Penduricalhos: PGR critica STF

Gonet considera que decisão de Dino, que suspendeu por 60 dias incorporação de benefícios aos salários, desrespeita separação entre os Poderes

O procurador-geral da República, Paulo Gonet, criticou, ontem, a decisão do ministro Flávio Dino, do Supremo Tribunal Federal (STF), de paralisar o pagamento de penduricalhos acima do teto constitucional — atualmente fixado em R$ 46,3 mil — para o funcionalismo. No julgamento da decisão liminar do magistrado, o chefe do Ministério Público Federal (MPF) disse que não foi respeitada a separação dos Poderes ao deliberar sobre o tema. A análise do caso no plenário foi suspensa e será retomada hoje com os votos dos integrantes da Corte.

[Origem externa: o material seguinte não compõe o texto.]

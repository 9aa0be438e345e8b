//! Value Object Module

pub mod email;
pub mod session_token;
pub mod user_password;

A medida surgiu a partir de reclamação originalmente restrita a procuradores de Praia Grande (SP). Em sustentação oral, Gonet afirmou que a decisão liminar “cuida de um tema alheio ao objeto da causa, e que não era necessário para o próprio julgamento da reclamação”. Ele defendeu a necessidade de respeito aos limites do pedido formulado na ação como forma de conter a atuação do Judiciário.

“A vinculação da jurisdição ao pedido é fórmula de limitação do Poder Judiciário, é aspecto crucial do sistema de pesos e contrapesos. A questão que se põe neste caso é da mais impactante repercussão para o próprio sistema constitucional. O precedente que se pode formar aqui tem potencialidade de afetar substancialmente os limites até agora impostos ao poder de agir do Tribunal”, criticou.

Na abertura do plenário, Dino afirmou que não pretende “colocar em xeque prerrogativas e direitos de nenhuma categoria profissional”, mas destacou a necessidade de dar efetividade ao teto salarial. “Sinto-me na obrigação de dizer que homenageio profundamente o serviço público brasileiro. É um debate que visa à valorização e o respeito do serviço público com o cumprimento da Constituição e das leis, e não um debate que vise colocar em xeque prerrogativas e direitos de nenhuma categoria profissional”, explicou.

Dino foi além. Disse que somente a própria Corte e “talvez uma meia dúzia de órgãos” respeitem o teto do funcionalismo. “Qual é o teto que vigora hoje no Brasil? Quem souber responder esta pergunta ganha um prêmio. Ninguém sabe. Hoje, devemos ter 2 mil ou 3 mil tetos vigentes no Brasil, porque depende da interpretação de cada órgão pagador”, lamentou.

Ele também afirmou que, desde 2000, o Supremo julgou 13.925 ações sobre teto salarial. “É impossível garantir a autoridade da decisão do tribunal com este estado fático. E tampouco é possível deslindar cada caso concreto, porque hoje, objetivamente, o teto de R$ 46 mil reais só é observado no Supremo e mais, talvez, uma meia dúzia de outros”, afirmou.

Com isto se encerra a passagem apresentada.